Within success there absolutely is stress. With most jobs, as you continue to promote, you are given more money –and more responsibility. Finding success in the areas where you excel in life feels so damn good. Powerful even. But it definitely comes at a cost. It can create stress in your family life if you are a wife, mother, or both; it can create stress in your personal life if you are a single woman, or it could just straight out create stress for your own well-being. Being successful is putting out effort. It is an exchange. You give to receive.

The same with empathy. Empathy used correctly and it is a powerhouse of energy that really places you in a position of lifting up a community around you. To connect to others. It is an especially effective tool in the workplace environment when running a team and rallying others in working toward a very positive goal. Empathy is an especially important quality when a person is in a caregiver role.

Most women naturally have this ability to turn it on as soon as their empathy radar starts buzzing. However, it is also another energy source that if overly used without replenishment, can turn a natural nurturer into the devil bitch herself.

Empathy turns into resentment. Turns into negative feelings. Anger. Guilt. Which throws you down the rabbit hole of what a terrible person you are for feeling the way that you do and then you just decide you belong in hell.
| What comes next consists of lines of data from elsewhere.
//! Signed bearer tokens.
//!
//! Tokens are compact JWTs signed with HMAC-SHA256 over the shared secret.
//! The claims are exactly the [`TokenPayload`] fields; nothing else is trusted.

use std::fmt;

use jsonwebtoken::errors::ErrorKind;
use jsonwebtoken::{Algorithm, DecodingKey, EncodingKey, Header, Validation, decode, encode};
use serde::{Deserialize, Serialize};
use tracing::debug;

use crate::model::Role;
use crate::types::{Login, SigningSecret, UserId};

/// Identity, role and expiry embedded in every token.
#[derive(Debug, Clone, PartialEq, Eq, Serialize, Deserialize)]
pub struct TokenPayload {
    pub id: UserId,
    pub login: Login,
    pub role: Role,
    /// Absolute expiry as a unix timestamp (seconds).
    pub exp: i64,
}

/// Reasons a token string is rejected.
#[derive(Debug, Clone, PartialEq, Eq)]
pub enum TokenError {
    /// The structure is not a valid token (parts, encoding, claims).
    Malformed(String),
    /// The integrity tag does not match the secret.
    InvalidSignature,
    /// The signature is valid but the expiry has passed.
    Expired,
    /// Encoding failed.
    Encoding(String),
}

impl fmt::Display for TokenError {
    fn fmt(&self, f: &mut fmt::Formatter<'_>) -> fmt::Result {
        match self {
            Self::Malformed(msg) => write!(f, "Malformed token: {}", msg),
            Self::InvalidSignature => write!(f, "Token signature is invalid"),
            Self::Expired => write!(f, "Token has expired"),
            Self::Encoding(msg) => write!(f, "Token encoding failed: {}", msg),
        }
    }
}

impl std::error::Error for TokenError {}

impl From<jsonwebtoken::errors::Error> for TokenError {
    fn from(err: jsonwebtoken::errors::Error) -> Self {
        match err.kind() {
            ErrorKind::InvalidSignature => Self::InvalidSignature,
            ErrorKind::ExpiredSignature => Self::Expired,
            _ => Self::Malformed(err.to_string()),
        }
    }
}

/// Encodes and verifies tokens with a secret injected at construction.
#[derive(Clone)]
pub struct TokenCodec {
    encoding_key: EncodingKey,
    decoding_key: DecodingKey,
    validation: Validation,
}

impl TokenCodec {
    pub fn new(secret: &SigningSecret) -> Self {
        let mut validation = Validation::new(Algorithm::HS256);
        // Expiry is checked below against an explicit instant.
        validation.validate_exp = false;
        validation.leeway = 0;
        validation.set_required_spec_claims(&["exp"]);

        Self {
            encoding_key: EncodingKey::from_secret(secret.as_bytes()),
            decoding_key: DecodingKey::from_secret(secret.as_bytes()),
            validation,
        }
    }

    pub fn encode(&self, payload: &TokenPayload) -> Result<String, TokenError> {
        encode(&Header::new(Algorithm::HS256), payload, &self.encoding_key)
            .map_err(|e| TokenError::Encoding(e.to_string()))
    }

    /// Verify a token at the current time.
    pub fn decode(&self, token: &str) -> Result<TokenPayload, TokenError> {
        self.decode_at(token, chrono::Utc::now().timestamp())
    }

    /// Verify a token as of the unix timestamp `now`.
    ///
    /// The signature is always checked before the expiry, so a forged token
    /// never reports `Expired`.
    pub fn decode_at(&self, token: &str, now: i64) -> Result<TokenPayload, TokenError> {
        let data = decode::<TokenPayload>(token, &self.decoding_key, &self.validation)?;
        let payload = data.claims;

        if payload.exp <= now {
            debug!(id = %payload.id, exp = payload.exp, now, "token expired");
            return Err(TokenError::Expired);
        }

        Ok(payload)
    }
}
One of the more difficult contradictory things that I personally struggle with is voicing my needs. In saying I want XYZ because I want it. That right there folks makes me feel like the huggest ass hole EVAAAHHHHH! For example:

  • Hey Honey, I want Saturday for myself. I have some projects Id like to catch up on.
  • Hey Babe? Do you mind if I stay in bed a little longer? I didn’t sleep so well last night.
  • Darling, don’t count on me being home for dinner next Tuesday, I am going to plan a night out with Twila to catch up. Thanks!

But then after I make those statements in my head, Evil Vee pops up and says…
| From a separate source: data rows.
//! Request extractors: bearer authentication and JSON bodies.

use axum::extract::{FromRequest, FromRequestParts};
use http::header;
use http::request::Parts;

use crate::api::AppState;
use crate::api::error::ApiError;
use crate::auth::RequestContext;
use crate::error::CoreError;
use crate::types::{InvalidUserId, UserId};

/// Authenticated caller. Rejects the request with `err.unauthenticated`
/// before the handler runs if the bearer token is missing or invalid.
pub struct Authenticated(pub RequestContext);

impl FromRequestParts<AppState> for Authenticated {
    type Rejection = ApiError;

    async fn from_request_parts(
        parts: &mut Parts,
        state: &AppState,
    ) -> Result<Self, Self::Rejection> {
        let authorization = parts
            .headers
            .get(header::AUTHORIZATION)
            .and_then(|v| v.to_str().ok());
        let identity = state.authenticator.authenticate(authorization)?;

        let user_agent = parts
            .headers
            .get(header::USER_AGENT)
            .and_then(|v| v.to_str().ok())
            .map(|s| s.to_string());

        Ok(Self(RequestContext::new(identity).with_user_agent(user_agent)))
    }
}

impl Authenticated {
    /// Attach the path-addressed user id. Non-numeric ids are malformed input.
    pub fn targeting(self, raw_id: &str) -> Result<RequestContext, ApiError> {
        let target: UserId = raw_id
            .parse()
            .map_err(|e: InvalidUserId| CoreError::Malformed(e.to_string()))?;
        Ok(self.0.with_target(target))
    }
}

/// JSON body whose parse failures map to `err.json_invalid`.
#[derive(FromRequest)]
#[from_request(via(axum::Json), rejection(ApiError))]
pub struct ApiJson<T>(pub T);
  • Who the fuck do you think you are asking for a Saturday to work on your side projects?
  • Why should you get extra sleep? Parents are ride or die bitch so if he has to get up so do you!
  • No, you can’t go out to dinner and enjoy talking to another woman, alone, and in a nicer atmosphere than in your toy-trashed house. Besides, he will think you rather spend time with other people than with him. I see a divorce coming your way.

(sigh) I mean honestly, for everything that I want, that would soothe my soul and make me feel happy, tears me down internally. I feel like I could better accept doing those things if they were just offered to me, rather than me having to speak up and ask for them. But that’s not how that works.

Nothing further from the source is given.